Problem description ▸
In the data that follows, find each line containing "shown" and copy it.

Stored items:
------------------------------------------------------------------------
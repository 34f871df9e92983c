// Copyright 2025 the Parley Authors
// SPDX-License-Identifier: Apache-2.0 OR MIT

//! The highlight overlay.
//!
//! A highlight recolors a range on screen without touching the document or the selection.

use attributed_text::{AttributeKey, AttributeValue, Brush, CharacterRange};

use super::{attribute, Outcome};
use crate::{Highlight, HighlightingStyle, RichTextSurface};

/// The highlighted range, if any.
pub fn highlighted_range<B: Brush, S: RichTextSurface<B> + ?Sized>(
    surface: &S,
) -> Option<CharacterRange> {
    surface.highlight().map(|highlight| highlight.range)
}

/// Highlight `range` in the surface's highlighting style, or clear the highlight.
pub fn set_highlight<B: Brush, S: RichTextSurface<B> + ?Sized>(
    surface: &mut S,
    range: Option<CharacterRange>,
) -> Outcome {
    let highlight = match range {
        Some(range) => {
            if let Err(error) = range.validate(surface.document().text()) {
                tracing::debug!(%error, "skipping highlight");
                return Outcome::OutOfRange;
            }
            Some(Highlight {
                range,
                style: surface.highlighting_style().clone(),
            })
        }
        None => None,
    };
    if surface.highlight() == highlight.as_ref() {
        return Outcome::Unchanged;
    }
    surface.set_highlight(highlight);
    Outcome::Applied
}

/// Change the highlighting style, restyling the current highlight.
pub fn set_highlighting_style<B: Brush, S: RichTextSurface<B> + ?Sized>(
    surface: &mut S,
    style: &HighlightingStyle<B>,
) -> Outcome {
    if surface.highlighting_style() == style {
        return Outcome::Unchanged;
    }
    surface.set_highlighting_style(style.clone());
    if let Some(range) = highlighted_range(surface) {
        surface.set_highlight(Some(Highlight {
            range,
            style: style.clone(),
        }));
    }
    Outcome::Applied
}

/// The value of `key` at the start of `range` as shown on screen, with the highlight applied.
///
/// Text without its own foreground or background color shows the theme's colors.
pub fn displayed_attribute<B: Brush, S: RichTextSurface<B> + ?Sized>(
    surface: &S,
    key: AttributeKey,
    range: Option<CharacterRange>,
) -> Option<AttributeValue<B>> {
    let range = range.unwrap_or_else(|| surface.selected_range());
    if range.validate(surface.document().text()).is_err() {
        return None;
    }
    let highlight = surface
        .highlight()
        .filter(|highlight| !range.is_caret() && highlight.range.contains(range.location));
    if let Some(highlight) = highlight {
        match key {
            AttributeKey::ForegroundColor => {
                let color = highlight.style.foreground_color.clone();
                return Some(AttributeValue::ForegroundColor(color));
            }
            AttributeKey::BackgroundColor => {
                let color = highlight.style.background_color.clone();
                return Some(AttributeValue::BackgroundColor(color));
            }
            _ => {}
        }
    }
    let value = attribute(surface, key, Some(range));
    if value.is_some() {
        return value;
    }
    let theme = surface.theme();
    match key {
        AttributeKey::ForegroundColor => {
            Some(AttributeValue::ForegroundColor(theme.font_color.clone()))
        }
        AttributeKey::BackgroundColor => Some(AttributeValue::BackgroundColor(
            theme.background_color.clone(),
        )),
        _ => None,
    }
}
// Copyright 2025 the Parley Authors
// SPDX-License-Identifier: Apache-2.0 OR MIT

use core::ops::RangeInclusive;

use attributed_text::{Brush, Font};

/// The font family used when nothing more specific is known.
pub const DEFAULT_FONT_FAMILY: &str = "system-ui";

/// The default point size of rich text.
pub const STANDARD_FONT_SIZE: f32 = 16.0;

/// The smallest point size font size changes may produce.
pub const MIN_FONT_SIZE: f32 = 1.0;

/// The superscript levels superscript stepping is clamped to.
pub const SUPERSCRIPT_LEVELS: RangeInclusive<i8> = -1..=1;

/// The default appearance of a rich text surface.
///
/// Text without an explicit font is shown, and measured for font changes, in [`Theme::font`].
#[derive(Clone, Debug, PartialEq)]
pub struct Theme<B: Brush> {
    /// The default font.
    pub font: Font,
    /// The default glyph color.
    pub font_color: B,
    /// The color of the whole surface.
    pub background_color: B,
}

impl<B: Brush> Default for Theme<B> {
    fn default() -> Self {
        Self {
            font: Font::new(DEFAULT_FONT_FAMILY, STANDARD_FONT_SIZE),
            font_color: B::default(),
            background_color: B::default(),
        }
    }
}

/// The colors used to highlight a range of text.
#[derive(Clone, Debug, Default, PartialEq)]
pub struct HighlightingStyle<B: Brush> {
    /// The color behind highlighted glyphs.
    pub background_color: B,
    /// The color of highlighted glyphs.
    pub foreground_color: B,
}
// Copyright 2025 the Parley Authors
// SPDX-License-Identifier: Apache-2.0 OR MIT

//! Attribute synchronization for rich text editors.
//!
//! A rich text editor built on a native text view has three copies of the same truth: the
//! text view's own attribute storage, the observable editing state that toolbars and pickers
//! render, and the attributed text value owned by the host application. This crate keeps the
//! three consistent.
//!
//! - [`codec`] maps formatting concepts (styles, colors, font properties, alignment, indentation,
//!   superscript levels) to and from primitive [`attributed_text`] attributes on a range.
//! - [`RichTextAction`] is the closed set of formatting and editing intents.
//! - [`RichTextContext`] is the observable editing state. Presentation code reads its properties
//!   and calls [`RichTextContext::handle`]; it never touches the text view.
//! - [`RichTextCoordinator`] binds one context to one [`SharedSurface`] and one
//!   [`Binding`] of the document. It applies dispatched actions to the surface and reconciles the
//!   context from the surface after external edits, suppressing the echo of its own writes.
//! - [`RichTextSurface`] is the capability set a native text view has to provide.
//!   [`MemorySurface`] is an in-process implementation, useful for headless hosts and tests.
//!
//! ## Threading
//!
//! Everything here is single-threaded and re-entrant: dispatching an action synchronously
//! mutates the surface, which synchronously notifies its listeners, all within one call stack.
//!
//! ## Example
//!
//! ```
//! use rich_text_sync::attributed_text::{AttributedText, CharacterRange};
//! use rich_text_sync::{
//!     Binding, MemorySurface, RichTextAction, RichTextContext, RichTextCoordinator,
//!     RichTextStyle, SharedSurface,
//! };
//!
//! let context = RichTextContext::<u32>::new();
//! let surface = SharedSurface::new(MemorySurface::<u32>::default());
//! let text = Binding::from_value(AttributedText::new("foo bar baz"));
//! let _coordinator =
//!     RichTextCoordinator::new(text.clone(), surface.clone(), context.clone()).unwrap();
//!
//! context.handle(RichTextAction::SelectRange(CharacterRange::new(4, 3)));
//! context.handle(RichTextAction::SetStyle(RichTextStyle::Bold, true));
//!
//! assert!(context.has_style(RichTextStyle::Bold));
//! assert_ne!(text.get(), AttributedText::new("foo bar baz"));
//! ```
//!
//! ## Features
//!
//! - `std` (enabled by default): Forwards `std` support to dependencies.
// LINEBENDER LINT SET - lib.rs - v3
// See https://linebender.org/wiki/canonical-lints/
// These lints shouldn't apply to examples or tests.
#![cfg_attr(not(test), warn(unused_crate_dependencies))]
// These lints shouldn't apply to examples.
#![warn(clippy::print_stdout, clippy::print_stderr)]
// Targeting e.g. 32-bit means structs containing usize can give false positives for 64-bit.
#![cfg_attr(target_pointer_width = "64", warn(clippy::trivially_copy_pass_by_ref))]
// END LINEBENDER LINT SET
#![cfg_attr(docsrs, feature(doc_cfg))]
#![no_std]

extern crate alloc;

pub mod codec;

mod action;
mod color;
mod config;
mod context;
mod coordinator;
mod memory;
mod observe;
mod style;
mod surface;

pub use attributed_text;

pub use crate::action::{InsertItem, RichTextAction};
pub use crate::color::{RichTextColor, RichTextColors};
pub use crate::config::{
    HighlightingStyle, Theme, DEFAULT_FONT_FAMILY, MIN_FONT_SIZE, STANDARD_FONT_SIZE,
    SUPERSCRIPT_LEVELS,
};
pub use crate::context::{BindError, Observed, RichTextContext};
pub use crate::coordinator::RichTextCoordinator;
pub use crate::memory::MemorySurface;
pub use crate::observe::{Binding, Observable, Signal, Subscription};
pub use crate::style::{RichTextStyle, StyleSet};
pub use crate::surface::{Highlight, RichTextSurface, SharedSurface};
------------------------------------------------------------------------
Response to the exercise ▸
/// The value of `key` at the start of `range` as shown on screen, with the highlight applied.
/// Text without an explicit font is shown, and measured for font changes, in [`Theme::font`].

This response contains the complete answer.